In memoriam: Professor William Twining, 1934-2025
- Yvonne McDermott Rees
- 44 minutes ago
- 2 min read

It is with deep sadness that I share that Advisory Board member Professor William Twining died on 9 October 2025, at the age of 91. William started his career teaching Law in Sudan and Tanzania, before being appointed to a Chair at Queen's University Belfast at the age of 32. In 1972, his move to Warwick Law School inspired his pioneering conceptual rethinking of evidence, as he explained to me in this insightful 2022 interview. William's work on analysis of evidence with Terence Anderson and David Schum brought the Wigmore chart method to popular attention, and his writings offered fresh perspectives on leading theorists including Bentham, Thayer, Llewelyn, and Hart.
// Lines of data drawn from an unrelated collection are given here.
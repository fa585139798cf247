#![forbid(unsafe_code)]
#![cfg_attr(test, allow(clippy::expect_used, clippy::panic))]

//! Domain core for the servicedesk request tracker: the record model, input
//! validation, the in-memory store, the single-slot edit session, and the
//! search/filter projections. No I/O happens in this crate.

pub mod category;
pub mod query;
pub mod record;
pub mod session;
pub mod store;
pub mod validate;

pub use category::{Category, CategoryValue, title_for};
pub use query::{filter_by_category, search};
pub use record::{RecordId, SupportRequest};
pub use session::{EditSession, EditSessionError, RequestCommit};
pub use store::RequestStore;
pub use validate::{RequestFields, RequestInput, ValidationError, validate};
use serde::{Deserialize, Serialize};

use crate::record::RecordId;

/// One selectable category as the remote API lists it.
#[derive(Debug, Clone, PartialEq, Eq, Serialize, Deserialize)]
pub struct Category {
    pub id: RecordId,
    pub title: String,
}

/// Category slot on a request row. API rows embed the full `{id, title}`
/// object, locally persisted rows carry the bare label the user entered.
#[derive(Debug, Clone, PartialEq, Eq, Serialize, Deserialize)]
#[serde(untagged)]
pub enum CategoryValue {
    Linked(Category),
    Label(String),
}

/// Catalog lookup by id.
#[must_use]
pub fn title_for<'a>(categories: &'a [Category], id: &RecordId) -> Option<&'a str> {
    categories
        .iter()
        .find(|category| &category.id == id)
        .map(|category| category.title.as_str())
}
use thiserror::Error;

use crate::record::{RecordId, SupportRequest};
use crate::store::RequestStore;
use crate::validate::{RequestFields, RequestInput, ValidationError, validate};

/// Single-slot edit state: at most one record is being edited at a time.
/// Starting a new edit replaces the previous slot.
#[derive(Debug, Clone, Default, PartialEq, Eq)]
pub enum EditSession {
    #[default]
    Idle,
    Editing(RecordId),
}

/// What a successful commit asks the backend to do. Create intents leave id
/// assignment and creation time to the backend; update intents pin the
/// record identity and never touch `created_at`.
#[derive(Debug, Clone, PartialEq, Eq)]
pub enum RequestCommit {
    Create(RequestFields),
    Update { id: RecordId, fields: RequestFields },
}

#[derive(Debug, Clone, PartialEq, Eq, Error)]
pub enum EditSessionError {
    #[error(transparent)]
    Invalid(#[from] ValidationError),
    #[error("request {0} not found")]
    RecordNotFound(RecordId),
}

impl EditSession {
    #[must_use]
    pub fn is_editing(&self) -> bool {
        matches!(self, Self::Editing(_))
    }

    #[must_use]
    pub fn editing_id(&self) -> Option<&RecordId> {
        match self {
            Self::Idle => None,
            Self::Editing(id) => Some(id),
        }
    }

    /// Starts editing `id` and returns a copy of the record for the form
    /// buffer. Unknown ids leave the session exactly as it was.
    pub fn begin(
        &mut self,
        store: &RequestStore,
        id: RecordId,
    ) -> Result<SupportRequest, EditSessionError> {
        let Some(record) = store.get(&id) else {
            return Err(EditSessionError::RecordNotFound(id));
        };
        let record = record.clone();
        *self = Self::Editing(id);
        Ok(record)
    }

    /// Drops back to idle without touching the store.
    pub fn cancel(&mut self) {
        *self = Self::Idle;
    }

    /// Validates the buffer and turns it into a backend intent, returning to
    /// idle. Validation failures leave the session where it was. An editing
    /// session whose record was deleted underneath it resets to idle and
    /// reports the missing id.
    pub fn commit(
        &mut self,
        store: &RequestStore,
        input: &RequestInput,
    ) -> Result<RequestCommit, EditSessionError> {
        let fields = validate(input)?;
        match std::mem::take(self) {
            Self::Idle => Ok(RequestCommit::Create(fields)),
            Self::Editing(id) => {
                if store.get(&id).is_none() {
                    return Err(EditSessionError::RecordNotFound(id));
                }
                Ok(RequestCommit::Update { id, fields })
            }
        }
    }

    /// Puts the session back where it was before `commit`, so a failed
    /// backend write is not mistaken for a saved one.
    pub fn reinstate(&mut self, commit: &RequestCommit) {
        match commit {
            RequestCommit::Create(_) => *self = Self::Idle,
            RequestCommit::Update { id, .. } => *self = Self::Editing(id.clone()),
        }
    }
}
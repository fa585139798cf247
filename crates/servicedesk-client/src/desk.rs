use std::path::PathBuf;
use std::time::Duration;

use thiserror::Error;
use tracing::{debug, warn};

use servicedesk_domain::{
    Category, EditSession, EditSessionError, RecordId, RequestCommit, RequestInput, RequestStore,
    SupportRequest, query,
};

use crate::backend::{BackendError, RequestBackend};
use crate::config::{BackendMode, DeskConfig};
use crate::local::LocalBackend;
use crate::remote::RemoteBackend;

#[derive(Debug, Error)]
pub enum DeskError {
    #[error(transparent)]
    Session(#[from] EditSessionError),
    #[error(transparent)]
    Backend(#[from] BackendError),
}

/// Outcome of a successful submit, so callers can phrase their notification
/// and point at the stored record.
#[derive(Debug, Clone, PartialEq, Eq)]
pub enum SubmitOutcome {
    Created(SupportRequest),
    Updated(SupportRequest),
}

impl SubmitOutcome {
    #[must_use]
    pub fn record(&self) -> &SupportRequest {
        match self {
            Self::Created(record) | Self::Updated(record) => record,
        }
    }
}

/// What bootstrap managed to load.
#[derive(Debug, Clone, Copy, PartialEq, Eq)]
pub struct BootstrapReport {
    pub category_count: usize,
    pub request_count: usize,
    /// True when the catalog could not be loaded and category selection
    /// should be disabled.
    pub categories_degraded: bool,
}

/// Everything the presentation layer talks to: the configured backend, the
/// canonical record collection, the single edit slot, and the category
/// catalog. All commands go through `&mut self`, so call ordering is the
/// caller's and there is no interior locking to reason about.
pub struct SupportDesk {
    backend: Box<dyn RequestBackend>,
    store: RequestStore,
    session: EditSession,
    categories: Vec<Category>,
    categories_degraded: bool,
}

impl SupportDesk {
    /// Builds the desk over an already-constructed backend.
    #[must_use]
    pub fn new(backend: Box<dyn RequestBackend>) -> Self {
        Self {
            backend,
            store: RequestStore::new(),
            session: EditSession::Idle,
            categories: Vec::new(),
            categories_degraded: false,
        }
    }

    /// Picks the backend variant from configuration.
    #[must_use]
    pub fn from_config(config: &DeskConfig) -> Self {
        let backend: Box<dyn RequestBackend> = match config.mode {
            BackendMode::Remote => Box::new(RemoteBackend::new(
                config.api_base_url.clone(),
                Duration::from_millis(config.request_timeout_ms),
            )),
            BackendMode::Local => Box::new(LocalBackend::new(
                snapshot_path_for(config),
                config.seed_path.clone(),
            )),
        };
        Self::new(backend)
    }

    /// Loads the category catalog and the record collection. Both degrade
    /// instead of failing: an unreachable catalog disables category
    /// selection, an unreachable collection starts empty. The catalog is
    /// fetched at most once per session; a degraded one is retried on the
    /// next call.
    pub async fn bootstrap(&mut self) -> BootstrapReport {
        if self.categories.is_empty() {
            match self.backend.fetch_categories().await {
                Ok(categories) => {
                    self.categories = categories;
                    self.categories_degraded = false;
                }
                Err(error) => {
                    warn!(%error, "category load failed; category selection disabled");
                    self.categories.clear();
                    self.categories_degraded = true;
                }
            }
        }
        self.reload().await;
        BootstrapReport {
            category_count: self.categories.len(),
            request_count: self.store.len(),
            categories_degraded: self.categories_degraded,
        }
    }

    /// Validates the form buffer, persists the resulting create or update,
    /// and reconciles the collection with the backend. A failed write rolls
    /// the session back so the edit is not presumed saved.
    pub async fn submit(&mut self, input: &RequestInput) -> Result<SubmitOutcome, DeskError> {
        let commit = self.session.commit(&self.store, input)?;
        let result = match &commit {
            RequestCommit::Create(fields) => {
                self.backend.create(fields).await.map(SubmitOutcome::Created)
            }
            RequestCommit::Update { id, fields } => self
                .backend
                .update(id, fields)
                .await
                .map(SubmitOutcome::Updated),
        };
        match result {
            Ok(outcome) => {
                self.reload().await;
                Ok(outcome)
            }
            Err(error) => {
                self.session.reinstate(&commit);
                Err(DeskError::Backend(error))
            }
        }
    }

    /// Starts editing `id`, returning a copy of the record for the form.
    pub fn begin_edit(&mut self, id: RecordId) -> Result<SupportRequest, DeskError> {
        let record = self.session.begin(&self.store, id)?;
        Ok(record)
    }

    /// Abandons the current edit; the store is untouched.
    pub fn cancel_edit(&mut self) {
        self.session.cancel();
    }

    /// Deletes `id` on the backend, clears a session editing that same
    /// record, and reconciles. A failed delete changes nothing locally.
    pub async fn delete(&mut self, id: &RecordId) -> Result<(), DeskError> {
        self.backend.delete(id).await.map_err(DeskError::Backend)?;
        if self.session.editing_id() == Some(id) {
            self.session.cancel();
        }
        self.reload().await;
        Ok(())
    }

    #[must_use]
    pub fn search(&self, text: &str) -> Vec<&SupportRequest> {
        query::search(self.store.all(), text)
    }

    #[must_use]
    pub fn filter_by_category(&self, title: &str) -> Vec<&SupportRequest> {
        query::filter_by_category(self.store.all(), &self.categories, title)
    }

    #[must_use]
    pub fn requests(&self) -> &[SupportRequest] {
        self.store.all()
    }

    #[must_use]
    pub fn categories(&self) -> &[Category] {
        &self.categories
    }

    #[must_use]
    pub fn categories_degraded(&self) -> bool {
        self.categories_degraded
    }

    #[must_use]
    pub fn editing_id(&self) -> Option<&RecordId> {
        self.session.editing_id()
    }

    async fn reload(&mut self) {
        match self.backend.fetch_requests().await {
            Ok(records) => {
                debug!(count = records.len(), "loaded support requests");
                self.store.replace_all(records);
            }
            Err(error) => {
                warn!(%error, "request fetch failed; continuing with an empty collection");
                self.store.replace_all(Vec::new());
            }
        }
    }
}

fn snapshot_path_for(config: &DeskConfig) -> PathBuf {
    config
        .data_dir
        .as_deref()
        .map_or_else(LocalBackend::default_snapshot_path, LocalBackend::snapshot_path_in)
}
William was Quain Professor of Jurisprudence at University College London from 1983 and Emeritus Professor at UCL from his retirement in 2004. His commitment to fostering conversations about concepts of evidence that transcend disciplinary boundaries was a huge part of his life's work right up until his death, and he foresaw that the Evidence Dialogues project would be a fitting successor to two groundbreaking projects that he led at UCL (colloquially referred to as "Evidence I" and "Evidence II"). He spent much of the last few years exploring evidential reasoning in contexts other than law, including astronomy; intelligence analysis, and spectroscopy.
As well as being a remarkable intellectual, William was, perhaps above all, an incredible mentor and friend to so many people. He reviewed the manuscript of Proving International Crimes several times before its submission to the publishers, always challenging me to push further with my ideas and arguments. He was an enthusiastic supporter of the TRUE project and the last time I saw him, at his home in July 2025, one of the first things he asked was, "And how is TRUE?".
The entire team sends our deepest condolences to William's wife Penelope, his children Karen and Peter, his grandchildren and great-grandson, and his many friends around the world. We will miss him terribly, but are motivated by his legacy to carry on his great tradition of rigorous, thought-provoking, interdisciplinary legal scholarship.